■ Work to be completed
The lines needed are those below that contain the word "salePrice"; copy each one.

[Source records]
↓

//! # Validation Module
//!
//! Input validation utilities for Vape POS.
//!
//! ## Validation Strategy
//! ```text
//! ┌─────────────────────────────────────────────────────────────────────────┐
//! │                      Validation Layers                                  │
//! │                                                                         │
//! │  Layer 1: Web frontend                                                 │
//! │  ├── Required fields, number inputs                                    │
//! │  └── Immediate user feedback                                           │
//! │           │                                                             │
//! │           ▼                                                             │
//! │  Layer 2: HTTP handler (Rust)                                          │
//! │  ├── Type validation (JSON deserialization)                            │
//! │  └── THIS MODULE: Business rule validation                             │
//! │           │                                                             │
//! │           ▼                                                             │
//! │  Layer 3: Database (SQLite)                                            │
//! │  ├── NOT NULL / CHECK (quantity >= 0) constraints                      │
//! │  └── Foreign key constraints                                           │
//! └─────────────────────────────────────────────────────────────────────────┘
//! ```
//!
//! ## Usage
//! ```rust
//! use vape_core::validation::{validate_brand, validate_quantity};
//!
//! assert_eq!(validate_brand("  Elf Liq ").unwrap(), "Elf Liq");
//! validate_quantity(5).unwrap();
//! ```

use crate::error::ValidationError;
use crate::money::Money;
use crate::types::{Flavor, ProductDraft, ProductKind, ProductSpec, StockSpec};
use crate::{LIQUID_VOLUMES_ML, MAX_CART_ITEMS, MAX_ITEM_QUANTITY, MAX_PRICE_KOPECKS, MAX_STOCK_QUANTITY};

/// Result type for validation operations.
pub type ValidationResult<T> = Result<T, ValidationError>;

/// Which screen a product form came from.
///
/// Arrivals must bring stock; edits may leave a liquid with no flavors left
/// (the cleanup utility removes it later).
#[derive(Debug, Clone, Copy, PartialEq, Eq)]
pub enum DraftMode {
    Arrival,
    Edit,
}

// =============================================================================
// String Validators
// =============================================================================

/// Validates a brand name and returns it trimmed.
///
/// ## Rules
/// - Must not be empty
/// - At most 100 characters
pub fn validate_brand(brand: &str) -> ValidationResult<String> {
    let brand = brand.trim();

    if brand.is_empty() {
        return Err(ValidationError::Required {
            field: "brand".to_string(),
        });
    }

    if brand.chars().count() > 100 {
        return Err(ValidationError::TooLong {
            field: "brand".to_string(),
            max: 100,
        });
    }

    Ok(brand.to_string())
}

/// Validates a flavor name and returns it trimmed.
pub fn validate_flavor_name(name: &str) -> ValidationResult<String> {
    let name = name.trim();

    if name.is_empty() {
        return Err(ValidationError::Required {
            field: "flavor".to_string(),
        });
    }

    if name.chars().count() > 100 {
        return Err(ValidationError::TooLong {
            field: "flavor".to_string(),
            max: 100,
        });
    }

    Ok(name.to_string())
}

/// Validates a sign-in email.
///
/// Only the shape is checked: one `@`, something on both sides, no spaces.
pub fn validate_email(email: &str) -> ValidationResult<String> {
    let email = email.trim();

    if email.is_empty() {
        return Err(ValidationError::Required {
            field: "email".to_string(),
        });
    }

    if email.len() > 254 {
        return Err(ValidationError::TooLong {
            field: "email".to_string(),
            max: 254,
        });
    }

    let invalid = || ValidationError::InvalidFormat {
        field: "email".to_string(),
        reason: "must look like name@domain".to_string(),
    };

    if email.chars().any(char::is_whitespace) {
        return Err(invalid());
    }

    match email.split_once('@') {
        Some((local, domain)) if !local.is_empty() && !domain.is_empty() && !domain.contains('@') => {
            Ok(email.to_lowercase())
        }
        _ => Err(invalid()),
    }
}

// =============================================================================
// Numeric Validators
// =============================================================================

/// Validates a cart line quantity.
///
/// ## Rules
/// - Must be positive (> 0)
/// - Must not exceed MAX_ITEM_QUANTITY
///
/// ## User Workflow
/// ```text
/// Seller taps "+" on a flavor
///      │
///      ▼
/// validate_quantity(n) ← THIS FUNCTION
///      │
///      ├── n <= 0?  → Error: "quantity must be positive"
///      ├── n > 99?  → Error: "quantity must be between 1 and 99"
///      └── OK → Cart::add_item
/// ```
pub fn validate_quantity(qty: i64) -> ValidationResult<()> {
    if qty <= 0 {
        return Err(ValidationError::MustBePositive {
            field: "quantity".to_string(),
        });
    }

    if qty > MAX_ITEM_QUANTITY {
        return Err(ValidationError::OutOfRange {
            field: "quantity".to_string(),
            min: 1,
            max: MAX_ITEM_QUANTITY,
        });
    }

    Ok(())
}

/// Validates a stock quantity (zero allowed, at most [`MAX_STOCK_QUANTITY`]).
pub fn validate_stock_quantity(field: &str, qty: i64) -> ValidationResult<()> {
    if !(0..=MAX_STOCK_QUANTITY).contains(&qty) {
        return Err(ValidationError::OutOfRange {
            field: field.to_string(),
            min: 0,
            max: MAX_STOCK_QUANTITY,
        });
    }

    Ok(())
}

/// Validates a price in kopecks.
///
/// ## Example
/// ```rust
/// use vape_core::validation::validate_price_kopecks;
///
/// assert!(validate_price_kopecks("salePrice", 15000).is_ok());
/// assert!(validate_price_kopecks("salePrice", 0).is_ok());
/// assert!(validate_price_kopecks("salePrice", -100).is_err());
/// assert!(validate_price_kopecks("salePrice", 1_000_000_000_000_000).is_err());
/// ```
pub fn validate_price_kopecks(field: &str, kopecks: i64) -> ValidationResult<()> {
    if !(0..=MAX_PRICE_KOPECKS).contains(&kopecks) {
        return Err(ValidationError::OutOfRange {
            field: field.to_string(),
            min: 0,
            max: MAX_PRICE_KOPECKS,
        });
    }

    Ok(())
}

/// Validates a cash or card part of a payment (zero allowed in a split).
pub fn validate_payment_amount(field: &str, amount: Money) -> ValidationResult<()> {
    if amount.is_negative() {
        return Err(ValidationError::OutOfRange {
            field: field.to_string(),
            min: 0,
            max: i64::MAX,
        });
    }

    Ok(())
}

/// Validates a liquid bottle size.
pub fn validate_volume(volume_ml: i64) -> ValidationResult<()> {
    if !LIQUID_VOLUMES_ML.contains(&volume_ml) {
        return Err(ValidationError::NotAllowed {
            field: "volume".to_string(),
            allowed: LIQUID_VOLUMES_ML.iter().map(|v| v.to_string()).collect(),
        });
    }

    Ok(())
}

// =============================================================================
// Collection Validators
// =============================================================================

/// Validates cart size before adding a new line.
pub fn validate_cart_size(current_items: usize) -> ValidationResult<()> {
    if current_items >= MAX_CART_ITEMS {
        return Err(ValidationError::OutOfRange {
            field: "cart items".to_string(),
            min: 0,
            max: MAX_CART_ITEMS as i64,
        });
    }

    Ok(())
}

/// Validates the flavor list of a liquid form.
///
/// Entries with an empty name are dropped. Every remaining entry needs a
/// quantity of at least 1. An arrival must keep at least one flavor.
pub fn validate_flavors(flavors: &[Flavor], mode: DraftMode) -> ValidationResult<Vec<Flavor>> {
    let mut kept = Vec::with_capacity(flavors.len());

    for flavor in flavors {
        if flavor.name.trim().is_empty() {
            continue;
        }
        let name = validate_flavor_name(&flavor.name)?;
        if flavor.quantity < 1 {
            return Err(ValidationError::MustBePositive {
                field: format!("quantity of {}", name),
            });
        }
        validate_stock_quantity(&format!("quantity of {}", name), flavor.quantity)?;
        kept.push(Flavor::new(name, flavor.quantity));
    }

    if mode == DraftMode::Arrival && kept.is_empty() {
        return Err(ValidationError::Required {
            field: "flavors".to_string(),
        });
    }

    Ok(kept)
}

// =============================================================================
// Product Form
// =============================================================================

fn required_price(field: &str, value: Option<i64>) -> ValidationResult<Money> {
    let kopecks = value.ok_or_else(|| ValidationError::Required {
        field: field.to_string(),
    })?;
    validate_price_kopecks(field, kopecks)?;
    Ok(Money::from_kopecks(kopecks))
}

/// Validates the arrival / edit product form.
///
/// ## Rules
/// - kind, brand, the three prices and the image are required
/// - prices are between 0 and 100 000 грн
/// - liquids need a volume of 10, 15 or 30 ml plus valid flavors
/// - cartridges and nicoboosters need a quantity >= 0
pub fn validate_product_draft(draft: &ProductDraft, mode: DraftMode) -> ValidationResult<ProductSpec> {
    let kind = draft.kind.ok_or_else(|| ValidationError::Required {
        field: "kind".to_string(),
    })?;
    let brand = validate_brand(&draft.brand)?;
    let purchase_price = required_price("purchasePrice", draft.purchase_price_kopecks)?;
    let sale_price = required_price("salePrice", draft.sale_price_kopecks)?;
    let seller_amount = required_price("sellerAmount", draft.seller_amount_kopecks)?;

    let image_url = draft
        .image_url
        .as_deref()
        .map(str::trim)
        .filter(|url| !url.is_empty())
        .ok_or_else(|| ValidationError::Required {
            field: "imageUrl".to_string(),
        })?
        .to_string();

    let stock = match kind {
        ProductKind::Liquids => {
            let volume_ml = draft.volume_ml.ok_or_else(|| ValidationError::Required {
                field: "volume".to_string(),
            })?;
            validate_volume(volume_ml)?;
            StockSpec::Flavors {
                volume_ml,
                flavors: validate_flavors(&draft.flavors, mode)?,
            }
        }
        ProductKind::Cartridges | ProductKind::Nicoboosters => {
            let qty = draft.quantity.ok_or_else(|| ValidationError::Required {
                field: "quantity".to_string(),
            })?;
            validate_stock_quantity("quantity", qty)?;
            StockSpec::Units(qty)
        }
    };

    Ok(ProductSpec {
        kind,
        brand,
        purchase_price,
        sale_price,
        seller_amount,
        image_url,
        stock,
    })
}

// =============================================================================
// UUID Validators
// =============================================================================

/// Validates a UUID string format.
///
/// ## Example
/// ```rust
/// use vape_core::validation::validate_uuid;
///
/// assert!(validate_uuid("550e8400-e29b-41d4-a716-446655440000").is_ok());
/// assert!(validate_uuid("not-a-uuid").is_err());
/// ```
pub fn validate_uuid(id: &str) -> ValidationResult<()> {
    if id.trim().is_empty() {
        return Err(ValidationError::Required {
            field: "id".to_string(),
        });
    }

    uuid::Uuid::parse_str(id).map_err(|_| ValidationError::InvalidFormat {
        field: "id".to_string(),
        reason: "must be a valid UUID".to_string(),
    })?;

    Ok(())
}

// =============================================================================
// Unit Tests
// =============================================================================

↑

■ Response box
/// assert!(validate_price_kopecks("salePrice", 15000).is_ok());
/// assert!(validate_price_kopecks("salePrice", 0).is_ok());
/// assert!(validate_price_kopecks("salePrice", -100).is_err());
/// assert!(validate_price_kopecks("salePrice", 1_000_000_000_000_000).is_err());
    let sale_price = required_price("salePrice", draft.sale_price_kopecks)?;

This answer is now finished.